Editor’s note: In the following post, Ford’s Theatre Teacher-in-Residence (summer 2016) Dave McIntire discusses how to use podcasting as a teaching tool for middle school students’ public speaking.
As a Ford’s National Oratory Fellow, I strive to create opportunities for my students to share learning through public speaking. An interesting way I’ve done this is to have students create podcasts.
The assignment was: create a podcast for a historically important speech.
I wanted students to demonstrate their understanding of a historic speech, its author and the times in which it was delivered. Podcasting was perfect for this! They could analyze those three aspects (speech, speaker and context), develop informational writing skills, and practice public speaking techniques. The students loved it because it gave them ownership in how the information was presented by allowing them to use their own voice to explain and analyze their assigned historic speech.
Give it a try in your classroom by following these steps!
Teach Students How To Use Their Voices
I start with Ford’s verbal/vocal Podium Points, to introduce public speaking skills. As we move into our podcasting projects, I stress to students the importance of applying these skills, reminding them that the listener won’t see them. Their voices need to be confident and convincing. Ford’s verbal/vocal Podium Points will help them understand how to convey tone.
Use the oratory resources on the Ford’s Theatre Oratory Tips and Tricks page to build a foundation for public speaking skills. In addition to the Podium Points PDF, the page offers short videos for the skills, tips for memorization and guidance on using the rhetorical triangle in public speaking. These resources will support the vocal performance aspect of the students’ podcasts.

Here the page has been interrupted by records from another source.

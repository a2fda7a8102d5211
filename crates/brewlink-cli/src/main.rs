//! `brewlink`: talk to the espresso controller from a terminal.
//!
//! ```text
//! brewlink ports
//! brewlink monitor --port /dev/ttyUSB0
//! brewlink --config brewlink.toml monitor --json
//! brewlink demo --seconds 30
//! ```
//!
//! Logs go to stderr and follow `RUST_LOG`; device output is logged under
//! the `brewlink::serial` target. Statuses go to stdout.

mod cli;
mod session;

use std::sync::Arc;
use std::time::Duration;

use anyhow::{Context, Result, bail};
use clap::Parser;
use tracing::debug;
use tracing_subscriber::EnvFilter;
use tracing_subscriber::prelude::*;

use brewlink_emulator::MachineProfile;
use brewlink_link::{
    ConnectionController, LinkConfig, MockChannel, SerialChannel, event_channel, list_ports,
};

use crate::cli::{Cli, Command};

fn init_logging(verbose: bool) {
    let default_level = if verbose { "debug" } else { "info" };
    let env_filter =
        EnvFilter::try_from_default_env().unwrap_or_else(|_| EnvFilter::new(default_level));

    let fmt_layer = tracing_subscriber::fmt::layer()
        .with_writer(std::io::stderr)
        .with_target(true);

    tracing_subscriber::registry()
        .with(env_filter)
        .with(fmt_layer)
        .init();
}

fn load_config(cli: &Cli) -> Result<LinkConfig> {
    match &cli.config {
        Some(path) => LinkConfig::load(path)
            .with_context(|| format!("loading configuration from {}", path.display())),
        None => Ok(LinkConfig::default()),
    }
}

fn print_ports(json: bool) -> Result<()> {
    let ports = list_ports().context("enumerating serial ports")?;
    if ports.is_empty() && !json {
        println!("No serial ports found");
    }

    for port in ports {
        if json {
            let value = serde_json::json!({
                "name": port.name,
                "device_info": port.device_info,
                "manufacturer": port.manufacturer,
                "product": port.product,
            });
            println!("{value}");
        } else {
            let detail = match (&port.manufacturer, &port.product) {
                (Some(m), Some(p)) => format!(" ({m} {p})"),
                (Some(m), None) => format!(" ({m})"),
                (None, Some(p)) => format!(" ({p})"),
                (None, None) => String::new(),
            };
            println!("{:<20} {}{detail}", port.name, port.device_info);
        }
    }
    Ok(())
}

#[tokio::main]
async fn main() -> Result<()> {
    let cli = Cli::parse();
    init_logging(cli.verbose);

    let mut config = load_config(&cli)?;
    debug!(?config, "Configuration loaded");

    match cli.command {
        Command::Ports { json } => print_ports(json),
        Command::Monitor {
            port,
            baud,
            no_auto_poll,
            output,
        } => {
            if let Some(port) = port {
                config.port = Some(port);
            }
            if let Some(baud) = baud {
                config.serial.baud_rate = baud;
            }
            if no_auto_poll {
                config.poll.auto_poll = false;
            }
            config.validate()?;

            let Some(port) = config.port.clone() else {
                bail!("no serial port given; use --port or set `port` in the configuration");
            };
            let channel = SerialChannel::new(port, config.serial.clone());
            let (forwarder, events) = event_channel();
            let controller = ConnectionController::with_observer(channel, config, Arc::new(forwarder));
            session::run_monitor(controller, events, output).await
        }
        Command::Demo {
            seconds,
            start_after,
            output,
        } => {
            let (channel, device) = MockChannel::with_device_info("Brewlink Emulator");
            session::spawn_emulator(device, MachineProfile::default());

            let (forwarder, events) = event_channel();
            let controller = ConnectionController::with_observer(channel, config, Arc::new(forwarder));
            session::run_demo(
                controller,
                events,
                Duration::from_secs(seconds),
                Duration::from_secs(start_after),
                output,
            )
            .await
        }
    }
}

Get Acquainted With Podcasts
Listen to other examples of student podcasts.
Choose a video format for the podcast. Windows MovieMaker or Apple iMovie both work well. So does WeVideo if you are using a Chromebook. Check with your IT folks to make sure your building technology supports the format you select.
Consider Your Curriculum
Integrate formal writing skills into the assignment. The main difference between a podcast and a written report is the format of the final draft. A great podcast requires a great script. The final product may be different, but the process isn’t. My students research using note cards and turn in rough drafts and works cited as either paper or digital documents.
Cite your sources! I require a typed bibliography accompany the rough draft for their research. I don’t require a bibliography for the podcast since they acknowledge sources in the text of the script.
Test it Out
Play with podcasting yourself or use a small group of students as test subjects. The first year I introduced podcasting, I had to accept the limitations of time and technology. Recording the podcast became too complicated to be practical. I assessed their writings but invited students who wanted to continue to “play” with the podcast to let me know. Several intrepid souls and I learned what worked and what didn’t—that made it easier the next year.
5. Share your podcast
The point of a podcast is to be shared. Share it on your school’s YouTube channel or digital information network. Share it on the school’s website. Make it more than an “assignment”.
My students shared their podcasts through Google Docs, on Google Classroom or were shared on the school’s digital network (social network and YouTube). They listened to and discussed each other’s podcasts. This gave them a chance to offer warm and cool feedback and glimpses into each others’ speeches beyond just hearing them recited.
Podcasting requires my students to take ownership of their learning. I have been impressed at how engaged they with this. They think about how text, images and sound help a viewer gain a deeper understanding of history. Finally, it gives my students a voice to demonstrate their understanding of history in a dynamic way.
And for me, podcasting requires that I enter a world where my students feel more confident. It asks me to be as much a student as a teacher, creating a partnership between us that extends beyond one lesson.
Dave McIntire is in his 12th year at The Independent School, teaching both World and American History, Oratory and Civics. He is the 2015 Kansas Council for the Social Studies Middle School Teacher of the Year and served as Ford’s Theatre Teacher-in-Residence for summer 2016.